Absence of mutations in the YMDD motif/B region of the hepatitis B virus polymerase in famciclovir therapy failure

Background/Aims: Nucleoside analogues such as lamivudine and famciclovir are potent drugs for treatment of chronic hepatitis B virus infection. Breakthrough infections during lamivudine therapy are associated with mutations in the YMDD motif and putative B region of the HBV polymerase. This study investigated whether failure of famciclovir therapy is also associated with presence or emergence of particular mutations in the HBV polymerase. Methods: We analyzed longitudinally the sequence of the priming and polymerase domain in seven patients with primary non-response to therapy and two patients with a breakthrough during therapy. Two patients who responded to therapy served as a control.
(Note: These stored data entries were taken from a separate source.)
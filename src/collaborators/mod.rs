//! External collaborators the engine and registry call into, but do not
//! own: the userspace queue subsystem, the per-family helper table, and
//! the connection-tracking attach/destroy trampolines.
//!
//! None of their internals (the queue wire protocol, checksum/route
//! helpers, conntrack itself) are in scope; only the seam the core
//! framework calls through.

pub mod afinfo;
pub mod conntrack;
pub mod queue;
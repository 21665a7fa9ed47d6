//! Structured logging setup: colored level tags on stdout, plus a rotating
//! pair of plain-text files (one filtered to this crate's own target, one
//! unfiltered) under `log/<app_name>/`.

use colored::*;
use log::{Level, LevelFilter};
use std::fs;

pub fn init_logger(app_name: impl AsRef<str>, verbosity: u64) -> Result<(), fern::InitError> {
    let log_root = format!("log/{}", app_name.as_ref());
    fs::create_dir_all(&log_root).expect("failed to create log directory");

    let stdout_dispatch = fern::Dispatch::new()
        .format(|out, message, record| {
            out.finish(format_args!(
                "{} [{}] [{}] {}",
                chrono::Utc::now().format("%Y-%m-%d %H:%M:%S"),
                match record.level() {
                    Level::Error => format!("{}", record.level()).red(),
                    Level::Warn => format!("{}", record.level()).yellow(),
                    Level::Info => format!("{}", record.level()).cyan(),
                    Level::Debug => format!("{}", record.level()).purple(),
                    Level::Trace => format!("{}", record.level()).normal(),
                },
                record.target(),
                message
            ))
        })
        .level(match verbosity {
            0 => LevelFilter::Error,
            1 => LevelFilter::Warn,
            2 => LevelFilter::Info,
            3 => LevelFilter::Debug,
            _4_or_more => LevelFilter::Trace,
        })
        .level_for(app_name.as_ref().to_string(), LevelFilter::Trace)
        .chain(std::io::stdout());

    let log_file_root = format!(
        "{}/{}.{}",
        log_root,
        app_name.as_ref(),
        chrono::Utc::now().format("%Y_%m_%d")
    );

    let own_target_dispatch = fern::Dispatch::new()
        .level(LevelFilter::Off)
        .level_for(app_name.as_ref().to_string(), LevelFilter::Trace)
        .chain(fern::log_file(format!("{log_file_root}.log"))?);

    let full_dispatch = fern::Dispatch::new().chain(fern::log_file(format!("{log_file_root}.full.log"))?);

    let files_dispatch = fern::Dispatch::new()
        .format(|out, message, record| {
            out.finish(format_args!(
                "{} [{}] [{}] {}",
                chrono::Utc::now().format("%Y-%m-%d %H:%M:%S"),
                record.level(),
                record.target(),
                message
            ))
        })
        .chain(own_target_dispatch)
        .chain(full_dispatch);

    fern::Dispatch::new()
        .chain(stdout_dispatch)
        .chain(files_dispatch)
        .apply()?;

    Ok(())
}
impl<P> Registry<P> {
    pub fn new(queue: Arc<dyn QueueCollaborator<P>>) -> Self {
        Self {
            namespaces: parking_lot::RwLock::new(HashMap::new()),
            global_hooks: Mutex::new(Vec::new()),
            hook_mutex: Mutex::new(()),
            ns_enum_lock: Mutex::new(()),
            grace: GracePeriod::new(),
            queue,
        }
    }

    /// Create a new, empty namespace, then replay the global hooks list
    /// into it (spec §4.6). Replay tolerates `NoSuchTarget` per hook, since
    /// not every global hook targets every namespace's chain shape.
    pub fn create_namespace(&self) -> Arc<Namespace<P>> {
        let ns = Arc::new(Namespace::new());
        let _enum_guard = self.ns_enum_lock.lock();
        let globals = self.global_hooks.lock();
        for global in globals.iter() {
            match self.register_into(&ns, global.ops.clone()) {
                Ok(token) => {
                    global.tokens.lock().insert(ns.id(), token);
                }
                Err(RegisterError::NoSuchTarget) => {}
                Err(e) => {
                    warn!("global hook replay failed on new namespace: {e}");
                }
            }
        }
        drop(globals);
        self.namespaces.write().insert(ns.id(), ns.clone());
        ns
    }

    /// Drain every chain in `ns` (unregister every remaining entry,
    /// including device ingress chains), then drop it from the namespace
    /// set.
    pub fn destroy_namespace(&self, ns: &Arc<Namespace<P>>) {
        let _enum_guard = self.ns_enum_lock.lock();
        for family_idx in 0..Family::COUNT {
            for hook_idx in 0..HookPoint::COUNT {
                let family = family_index_to_family(family_idx);
                let hooknum = hook_index_to_hookpoint(hook_idx);
                if family == Family::Netdev {
                    continue;
                }
                let chain = ns.chain_at(family, hooknum);
                self.drain_chain(&chain, family, hooknum, &ns.id(), None);
            }
        }
        for device in ns.devices_snapshot() {
            let chain = device.ingress_chain_arc();
            self.drain_chain(&chain, Family::Netdev, HookPoint::Ingress, &ns.id(), Some(device));
        }
        self.namespaces.write().remove(&ns.id());
    }

    fn drain_chain(
        &self,
        chain: &Arc<crate::chain::Chain<P>>,
        family: Family,
        hooknum: HookPoint,
        ns_id: &Uuid,
        device: Option<Arc<crate::device::Device<P>>>,
    ) {
        loop {
            let snapshot = chain.load();
            let Some(entry) = snapshot.first() else { break };
            let token = entry.token();
            drop(snapshot);
            let is_netdev_ingress = family == Family::Netdev && hooknum == HookPoint::Ingress;
            self.unregister_direct(chain, token, family, hooknum, ns_id, device.clone().map(|d| (d, is_netdev_ingress)));
        }
    }

    /// `register_net_hook`: register a single hook against `ns`.
    pub fn register_net_hook(&self, ns: &Arc<Namespace<P>>, ops: HookOps<P>) -> Result<HookToken, RegisterError> {
        self.register_into(ns, ops)
    }

    fn register_into(&self, ns: &Arc<Namespace<P>>, ops: HookOps<P>) -> Result<HookToken, RegisterError> {
        let target = ns.find_chain(&ops).ok_or(RegisterError::NoSuchTarget)?;
        let family = ops.family;
        let hooknum = ops.hooknum;
        let is_netdev_ingress = family == Family::Netdev && hooknum == HookPoint::Ingress;

        let token = {
            let _lock = self.hook_mutex.lock();
            target.chain().insert(ops)
        };

        if is_netdev_ingress {
            if let ChainTarget::DeviceIngress(device) = &target {
                device.inc_ingress_active();
            }
        }
        ns.present_flag(family, hooknum).fetch_add(1, Ordering::AcqRel);

        debug!("registered hook {token} on {family:?}/{hooknum:?}");
        Ok(token)
    }

    /// `unregister_net_hook`: remove the hook identified by `token` from
    /// the chain named by `(family, hooknum[, device])`. Silently returns
    /// if the chain doesn't exist; logs and returns if the token isn't
    /// found in it (spec §4.3, §7).
    pub fn unregister_net_hook(&self, ns: &Arc<Namespace<P>>, ops: &HookOps<P>, token: HookToken) {
        let Some(target) = ns.find_chain(ops) else { return };
        self.unregister_target(&target, token, ops.family, ops.hooknum, &ns.id());
    }

    fn unregister_target(
        &self,
        target: &ChainTarget<P>,
        token: HookToken,
        family: Family,
        hooknum: HookPoint,
        ns_id: &Uuid,
    ) {
        let is_netdev_ingress = family == Family::Netdev && hooknum == HookPoint::Ingress;
        let device = match target {
            ChainTarget::DeviceIngress(d) => Some(d.clone()),
            ChainTarget::Table(_) => None,
        };
        self.unregister_direct(target.chain(), token, family, hooknum, ns_id, device.map(|d| (d, is_netdev_ingress)));
    }

    fn unregister_direct(
        &self,
        chain: &crate::chain::Chain<P>,
        token: HookToken,
        family: Family,
        hooknum: HookPoint,
        ns_id: &Uuid,
        device: Option<(Arc<crate::device::Device<P>>, bool)>,
    ) {
        let removed = {
            let _lock = self.hook_mutex.lock();
            chain.remove(token)
        };
        let Some(_removed) = removed else {
            return;
        };

        if let Some((device, true)) = device {
            device.dec_ingress_active();
        }
        if let Some(namespaces) = self.namespaces.read().get(ns_id) {
            namespaces.present_flag(family, hooknum).fetch_sub(1, Ordering::AcqRel);
        }

        // First quiescence: every reader that began traversal before the
        // unlink has now exited.
        self.grace.synchronize();
        self.queue.drop_parked(token);
        // Second quiescence: a CPU may still be dereferencing the entry
        // through a queued-verdict path that started before the first
        // wait returned but observed the entry only via the queue
        // collaborator, not the chain snapshot.
        self.grace.synchronize();
        debug!("unregistered hook {token} from {family:?}/{hooknum:?}");
    }

    /// `register_net_hooks`: register entries pairwise; on partial
    /// failure, roll back all previously successful registrations in
    /// reverse order.
    pub fn register_net_hooks(&self, ns: &Arc<Namespace<P>>, ops: Vec<HookOps<P>>) -> Result<Vec<HookToken>, RegisterError> {
        let mut tokens = Vec::with_capacity(ops.len());
        let mut registered: Vec<(HookOps<P>, HookToken)> = Vec::with_capacity(ops.len());
        for op in ops {
            match self.register_into(ns, op.clone()) {
                Ok(token) => {
                    tokens.push(token);
                    registered.push((op, token));
                }
                Err(e) => {
                    for (rolled_ops, rolled_token) in registered.into_iter().rev() {
                        self.unregister_net_hook(ns, &rolled_ops, rolled_token);
                    }
                    return Err(e);
                }
            }
        }
        Ok(tokens)
    }

    /// `unregister_net_hooks`: unregister entries in reverse order.
    pub fn unregister_net_hooks(&self, ns: &Arc<Namespace<P>>, entries: Vec<(HookOps<P>, HookToken)>) {
        for (ops, token) in entries.into_iter().rev() {
            self.unregister_net_hook(ns, &ops, token);
        }
    }

    /// `register_hook` (global): register `ops` into every existing
    /// namespace under the namespace-enumeration lock, tolerating
    /// `NoSuchTarget` per namespace; on any other error, roll back all
    /// preceding namespaces. On success, append to the global hooks list
    /// so future namespaces replay it too.
    pub fn register_hook(&self, ops: HookOps<P>) -> Result<(), RegisterError> {
        let _enum_guard = self.ns_enum_lock.lock();
        let namespaces = self.namespaces.read();
        let mut succeeded: Vec<(Arc<Namespace<P>>, HookToken)> = Vec::new();
        let mut tokens = HashMap::new();

        for ns in namespaces.values() {
            match self.register_into(ns, ops.clone()) {
                Ok(token) => {
                    succeeded.push((ns.clone(), token));
                    tokens.insert(ns.id(), token);
                }
                Err(RegisterError::NoSuchTarget) => {}
                Err(e) => {
                    for (rolled_ns, rolled_token) in succeeded.into_iter().rev() {
                        self.unregister_net_hook(&rolled_ns, &ops, rolled_token);
                    }
                    return Err(e);
                }
            }
        }
        drop(namespaces);

        self.global_hooks.lock().push(GlobalHook {
            ops,
            tokens: Mutex::new(tokens),
        });
        Ok(())
    }

    /// `unregister_hook` (global): remove from the global list and
    /// unregister from every namespace it was replayed into.
    pub fn unregister_hook(&self, target_ops: &HookOps<P>) {
        let _enum_guard = self.ns_enum_lock.lock();
        let mut globals = self.global_hooks.lock();
        let Some(pos) = globals.iter().position(|g| std::ptr::eq(
            Arc::as_ptr(&g.ops.callback) as *const (),
            Arc::as_ptr(&target_ops.callback) as *const (),
        )) else {
            return;
        };
        let global = globals.remove(pos);
        drop(globals);

        let namespaces = self.namespaces.read();
        let tokens = global.tokens.into_inner();
        for (ns_id, token) in tokens {
            if let Some(ns) = namespaces.get(&ns_id) {
                self.unregister_net_hook(ns, &global.ops, token);
            }
        }
    }

    /// `register_hooks`: register each of `ops` globally, in order; on
    /// partial failure, roll back all previously successful global
    /// registrations in reverse order (the global analogue of
    /// `register_net_hooks`).
    pub fn register_hooks(&self, ops: Vec<HookOps<P>>) -> Result<(), RegisterError> {
        let mut registered: Vec<HookOps<P>> = Vec::with_capacity(ops.len());
        for op in ops {
            match self.register_hook(op.clone()) {
                Ok(()) => registered.push(op),
                Err(e) => {
                    for rolled in registered.into_iter().rev() {
                        self.unregister_hook(&rolled);
                    }
                    return Err(e);
                }
            }
        }
        Ok(())
    }

    /// `unregister_hooks`: unregister each global hook in reverse order.
    pub fn unregister_hooks(&self, ops: Vec<HookOps<P>>) {
        for op in ops.into_iter().rev() {
            self.unregister_hook(&op);
        }
    }
}
// Copyright (c) Facebook, Inc. and its affiliates
// SPDX-License-Identifier: MIT OR Apache-2.0

use thiserror::Error;

/// Result alias used throughout the crate.
pub type Result<T> = std::result::Result<T, Error>;

/// Errors produced by the autodiff engine and the module layer built on top of it.
#[derive(Error, Debug, Clone)]
pub enum Error {
    #[error("gradient calculation is disabled for this variable, in {name}{trace}")]
    GradientDisabled { name: String, trace: String },

    #[error("no gradient has been accumulated yet for this variable, in {name}{trace}")]
    GradientNotAvailable { name: String, trace: String },

    #[error("shape mismatch in {name}: {shapes:?}{trace}")]
    ShapeMismatch {
        name: String,
        shapes: Vec<Vec<usize>>,
        trace: String,
    },

    #[error(
        "a loss module was called with a single argument; targets are required, in {name}{trace}"
    )]
    LossRequiresTargets { name: String, trace: String },
}

impl Error {
    fn backtrace() -> String {
        if std::env::var("RUST_BACKTRACE").is_ok() {
            format!("\n{:?}", backtrace::Backtrace::new())
        } else {
            String::new()
        }
    }

    pub fn gradient_disabled(name: &str) -> Self {
        Error::GradientDisabled {
            name: name.to_string(),
            trace: Self::backtrace(),
        }
    }

    pub fn gradient_not_available(name: &str) -> Self {
        Error::GradientNotAvailable {
            name: name.to_string(),
            trace: Self::backtrace(),
        }
    }

    pub fn shape_mismatch(name: &str, shapes: &[&[usize]]) -> Self {
        Error::ShapeMismatch {
            name: name.to_string(),
            shapes: shapes.iter().map(|s| s.to_vec()).collect(),
            trace: Self::backtrace(),
        }
    }

    pub fn loss_requires_targets(name: &str) -> Self {
        Error::LossRequiresTargets {
            name: name.to_string(),
            trace: Self::backtrace(),
        }
    }
}

/// Check that every given shape is equal to the first one.
pub fn check_equal_shapes(name: &str, shapes: &[&[usize]]) -> Result<()> {
    if let Some((first, rest)) = shapes.split_first() {
        if rest.iter().all(|s| s == first) {
            return Ok(());
        }
    }
    Err(Error::shape_mismatch(name, shapes))
}

/// Expands to the fully qualified name of the function it is called from, trimmed of the
/// trailing closure marker added by the `type_name` trick.
#[macro_export]
macro_rules! func_name {
    () => {{
        fn f() {}
        fn type_name_of<T>(_: T) -> &'static str {
            std::any::type_name::<T>()
        }
        let name = type_name_of(f);
        &name[..name.len() - 3]
    }};
}
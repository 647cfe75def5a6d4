// Copyright (c) Facebook, Inc. and its affiliates
// SPDX-License-Identifier: MIT OR Apache-2.0

//! Matrix multiplication in its three variants. The `_tn`/`_nt` forms exist so a backend can
//! fuse the transpose into a single kernel call rather than materializing it; each variant's
//! backward rule is expressed in terms of the others rather than by building an explicit
//! transpose of the result.

use crate::error::Result;
use crate::variable::Variable;

/// `A · B`. Backward: `A` gets `matmul_nt(g, B)`; `B` gets `matmul_tn(A, g)`.
pub fn matmul(a: &Variable, b: &Variable) -> Result<Variable> {
    let result = a.data().matmul(&b.data())?;
    Ok(Variable::from_op(result, vec![a.clone(), b.clone()], {
        let a = a.clone();
        let b = b.clone();
        move |g| {
            a.add_grad(matmul_nt(g, &b)?);
            b.add_grad(matmul_tn(&a, g)?);
            Ok(())
        }
    }))
}

/// `Aᵀ · B`. Backward: `A` gets `matmul_nt(B, g)`; `B` gets `matmul(A, g)`.
pub fn matmul_tn(a: &Variable, b: &Variable) -> Result<Variable> {
    let result = a.data().matmul_tn(&b.data())?;
    Ok(Variable::from_op(result, vec![a.clone(), b.clone()], {
        let a = a.clone();
        let b = b.clone();
        move |g| {
            a.add_grad(matmul_nt(&b, g)?);
            b.add_grad(matmul(&a, g)?);
            Ok(())
        }
    }))
}

/// `A · Bᵀ`. Backward: `A` gets `matmul(g, B)`; `B` gets `matmul_tn(g, A)`.
pub fn matmul_nt(a: &Variable, b: &Variable) -> Result<Variable> {
    let result = a.data().matmul_nt(&b.data())?;
    Ok(Variable::from_op(result, vec![a.clone(), b.clone()], {
        let a = a.clone();
        let b = b.clone();
        move |g| {
            a.add_grad(matmul(g, &b)?);
            b.add_grad(matmul_tn(g, &a)?);
            Ok(())
        }
    }))
}
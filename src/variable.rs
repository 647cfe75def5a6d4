// Copyright (c) Facebook, Inc. and its affiliates
// SPDX-License-Identifier: MIT OR Apache-2.0

//! The differentiable value type and the dynamic computation graph it builds.

use crate::error::{Error, Result};
use crate::func_name;
use crate::tensor::Tensor;
use std::cell::RefCell;
use std::collections::HashSet;
use std::rc::Rc;

/// A gradient contribution closure: given the upstream gradient accumulated on the node it is
/// attached to, deposits contributions into each of that node's differentiable inputs via
/// `add_grad`. State other than the inputs list itself is captured by the closure environment,
/// never read from anywhere else.
pub(crate) type GradFn = dyn Fn(&Variable) -> Result<()>;

struct Record {
    data: Tensor,
    calc_grad: bool,
    inputs: Vec<Variable>,
    grad_fn: Option<Rc<GradFn>>,
    grads: Vec<Variable>,
}

/// A node in the autodiff graph.
///
/// `Variable` is a handle to a shared, reference-counted record. Cloning a `Variable` is cheap
/// and produces another handle to the *same* record: mutating one handle (accumulating a
/// gradient, flipping `calc_grad`) is visible through every other handle. Identity for
/// deduplication purposes is the address of the underlying record, not structural equality of
/// its contents.
#[derive(Clone)]
pub struct Variable(Rc<RefCell<Record>>);

impl Variable {
    /// A leaf variable built directly from an array, with an explicit `calc_grad` flag.
    pub fn new(data: Tensor, calc_grad: bool) -> Self {
        log::trace!("new leaf variable, calc_grad={}", calc_grad);
        Variable(Rc::new(RefCell::new(Record {
            data,
            calc_grad,
            inputs: Vec::new(),
            grad_fn: None,
            grads: Vec::new(),
        })))
    }

    /// Build a derived variable from a forward result, its ordered inputs, and a gradient
    /// closure. If none of `inputs` requires a gradient, the result is pruned down to a plain
    /// constant: no inputs, no closure, `calc_grad = false`.
    pub fn from_op(
        data: Tensor,
        inputs: Vec<Variable>,
        grad_fn: impl Fn(&Variable) -> Result<()> + 'static,
    ) -> Self {
        let calc_grad = inputs.iter().any(|v| v.calc_grad());
        if !calc_grad {
            return Variable::new(data, false);
        }
        log::trace!("new derived variable, {} inputs", inputs.len());
        Variable(Rc::new(RefCell::new(Record {
            data,
            calc_grad: true,
            inputs,
            grad_fn: Some(Rc::new(grad_fn)),
            grads: Vec::new(),
        })))
    }

    /// Opaque identity of the underlying record, used only for DAG deduplication.
    pub fn id(&self) -> usize {
        Rc::as_ptr(&self.0) as usize
    }

    pub fn data(&self) -> Tensor {
        self.0.borrow().data.clone()
    }

    /// Overwrite the array payload in place, leaving the graph/grad bookkeeping untouched. Used
    /// by optimizer steps to apply an update to a leaf parameter without rebuilding it.
    pub fn set_data(&self, data: Tensor) {
        self.0.borrow_mut().data = data;
    }

    pub fn shape(&self) -> Vec<usize> {
        self.0.borrow().data.shape()
    }

    pub fn calc_grad(&self) -> bool {
        self.0.borrow().calc_grad
    }

    pub fn inputs(&self) -> Vec<Variable> {
        self.0.borrow().inputs.clone()
    }

    /// Append `g` to the gradient accumulator, unless gradient calculation is disabled on this
    /// node, in which case this is a no-op.
    pub fn add_grad(&self, g: Variable) {
        let mut rec = self.0.borrow_mut();
        if rec.calc_grad {
            rec.grads.push(g);
        }
    }

    /// Clear the accumulator without touching the graph.
    pub fn zero_grad(&self) {
        self.0.borrow_mut().grads.clear();
    }

    /// Enable or disable gradient tracking. Disabling forcibly detaches the node from its
    /// graph: `grad_fn`, `inputs` and any pending `grads` are cleared.
    pub fn set_calc_grad(&self, flag: bool) {
        let mut rec = self.0.borrow_mut();
        rec.calc_grad = flag;
        if !flag {
            rec.grad_fn = None;
            rec.inputs.clear();
            rec.grads.clear();
        }
    }

    /// The single accumulated gradient, itself a `Variable` (differentiable iff
    /// `retain_grad_graph` was requested on the `backward` call that produced it).
    pub fn grad(&self) -> Result<Variable> {
        let rec = self.0.borrow();
        if !rec.calc_grad {
            return Err(Error::gradient_disabled(func_name!()));
        }
        rec.grads
            .first()
            .cloned()
            .ok_or_else(|| Error::gradient_not_available(func_name!()))
    }

    /// Sum pending gradient contributions into a single one, then set its own `calc_grad` to
    /// `retain` (this is what lets higher-order graphs survive past this point, or not).
    fn eval_grad(&self, retain: bool) -> Result<()> {
        let grads = self.0.borrow().grads.clone();
        if grads.is_empty() {
            return Ok(());
        }
        let summed = if grads.len() == 1 {
            grads.into_iter().next().unwrap()
        } else {
            let mut iter = grads.into_iter();
            let mut acc = iter.next().unwrap();
            for g in iter {
                acc = crate::ops::arith::add(&acc, &g)?;
            }
            acc.data().eval();
            acc
        };
        summed.set_calc_grad(retain);
        self.0.borrow_mut().grads = vec![summed];
        Ok(())
    }

    /// `eval_grad` followed by invoking `grad_fn` (if any) with the single accumulated gradient.
    ///
    /// A node with a `grad_fn` has already forwarded its accumulated gradient to its inputs once
    /// this returns, so its own accumulator is cleared: keeping it around would double-count on a
    /// later, separate `backward` call. Leaves (no `grad_fn`) keep theirs, since that is where
    /// `grad()` reads the final accumulated value from.
    fn calc_grad_inputs(&self, retain: bool) -> Result<()> {
        self.eval_grad(retain)?;
        let (grad_fn, grad0) = {
            let rec = self.0.borrow();
            match rec.grads.first() {
                None => return Ok(()),
                Some(g) => (rec.grad_fn.clone(), g.clone()),
            }
        };
        if let Some(f) = grad_fn {
            f(&grad0)?;
            self.zero_grad();
        }
        Ok(())
    }

    /// Depth-first, post-order traversal from `root`, deduplicated by record identity. The
    /// result has every Variable preceding all Variables that depend on it, with `root` last.
    fn build_dag(root: &Variable) -> Vec<Variable> {
        let mut seen = HashSet::new();
        let mut dag = Vec::new();
        let mut stack = vec![(root.clone(), false)];
        while let Some((v, expanded)) = stack.pop() {
            let id = v.id();
            if expanded {
                dag.push(v);
                continue;
            }
            if seen.contains(&id) {
                continue;
            }
            seen.insert(id);
            stack.push((v.clone(), true));
            for input in v.inputs() {
                stack.push((input, false));
            }
        }
        dag
    }

    /// Seed `self`'s gradient accumulator with `seed`, build the DAG rooted at `self`, and walk
    /// it root-first (reverse of the post-order build), invoking each node's
    /// `calc_grad_inputs`.
    pub fn backward_with_seed(&self, seed: Tensor, retain: bool) -> Result<()> {
        self.add_grad(Variable::new(seed, false));
        let dag = Self::build_dag(self);
        log::debug!("backward: {} nodes in graph", dag.len());
        for node in dag.iter().rev() {
            node.calc_grad_inputs(retain)?;
        }
        Ok(())
    }

    /// `backward` with no explicit seed: seeds with a constant-one array matching `self`'s
    /// shape. Does not check that `self` is scalar; a non-scalar root therefore back-propagates
    /// a ones-tensor seed.
    pub fn backward(&self, retain: bool) -> Result<()> {
        let seed = Tensor::ones(&self.shape());
        self.backward_with_seed(seed, retain)
    }
}

/// Wrap an array as a leaf `Variable` with `calc_grad = false`, for model inputs.
pub fn input(data: Tensor) -> Variable {
    Variable::new(data, false)
}

/// Wrap an array as a leaf `Variable` with `calc_grad = false`, for targets.
pub fn no_grad(data: Tensor) -> Variable {
    Variable::new(data, false)
}

#[cfg(test)]
mod tests {
    use super::*;

    #[test]
    fn leaf_without_grad_has_no_inputs_or_fn() {
        let v = Variable::new(Tensor::scalar(1.0), false);
        assert!(!v.calc_grad());
        assert!(v.inputs().is_empty());
        assert!(v.grad().is_err());
    }

    #[test]
    fn add_grad_is_noop_when_disabled() {
        let v = Variable::new(Tensor::scalar(1.0), false);
        v.add_grad(Variable::new(Tensor::scalar(5.0), false));
        assert!(v.grad().is_err());
    }

    #[test]
    fn constant_pruning_when_no_input_requires_grad() {
        let a = Variable::new(Tensor::scalar(1.0), false);
        let b = Variable::new(Tensor::scalar(2.0), false);
        let c = Variable::from_op(Tensor::scalar(3.0), vec![a, b], |_| Ok(()));
        assert!(!c.calc_grad());
        assert!(c.inputs().is_empty());
    }

    #[test]
    fn zero_grad_clears_accumulator() {
        let v = Variable::new(Tensor::scalar(1.0), true);
        v.add_grad(Variable::new(Tensor::scalar(5.0), false));
        assert!(v.grad().is_ok());
        v.zero_grad();
        assert!(v.grad().is_err());
    }

    #[test]
    fn set_calc_grad_false_detaches_graph() {
        let a = Variable::new(Tensor::scalar(1.0), true);
        let b = Variable::from_op(Tensor::scalar(2.0), vec![a], |_| Ok(()));
        assert!(b.calc_grad());
        b.set_calc_grad(false);
        assert!(!b.calc_grad());
        assert!(b.inputs().is_empty());
    }

    #[test]
    fn dag_dedups_shared_inputs() {
        let a = Variable::new(Tensor::scalar(1.0), true);
        let b = Variable::from_op(Tensor::scalar(2.0), vec![a.clone(), a.clone()], |_| Ok(()));
        let dag = Variable::build_dag(&b);
        assert_eq!(dag.len(), 2);
        assert_eq!(dag.last().unwrap().id(), b.id());
    }
}
// Copyright (c) Facebook, Inc. and its affiliates
// SPDX-License-Identifier: MIT OR Apache-2.0

//! Concrete layers: affine transforms, elementwise activations, dropout.

mod activations;
mod dropout;
mod linear;

pub use activations::{ELU, LeakyReLU, PReLU, ReLU, Sigmoid, Tanh, ThresholdReLU};
pub use dropout::{Dropout, DropoutConfig};
pub use linear::{Linear, LinearConfig};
Results: The YMDD motif and the B region were conserved in all isolates. V→I changes at position 555 just downstream of the YMDD motif were observed before and during therapy in a virus subpopulation of two patients with a primary non-response. In patients with a breakthrough, 378-V→I and 424-N→D mutations emerged in the N terminal part of the polymerase domain during follow-up. Lamivudine rescue therapy initiated in four patients, including a patient infected with YMDD(555-V→I) variants, efficiently reduced viremia. Conclusions: These data indicate that failure of famciclovir therapy can occur independently of mutations in the YMDD motif or B region of the HBV polymerase and provide a rationale for rescue therapy with lamivudine.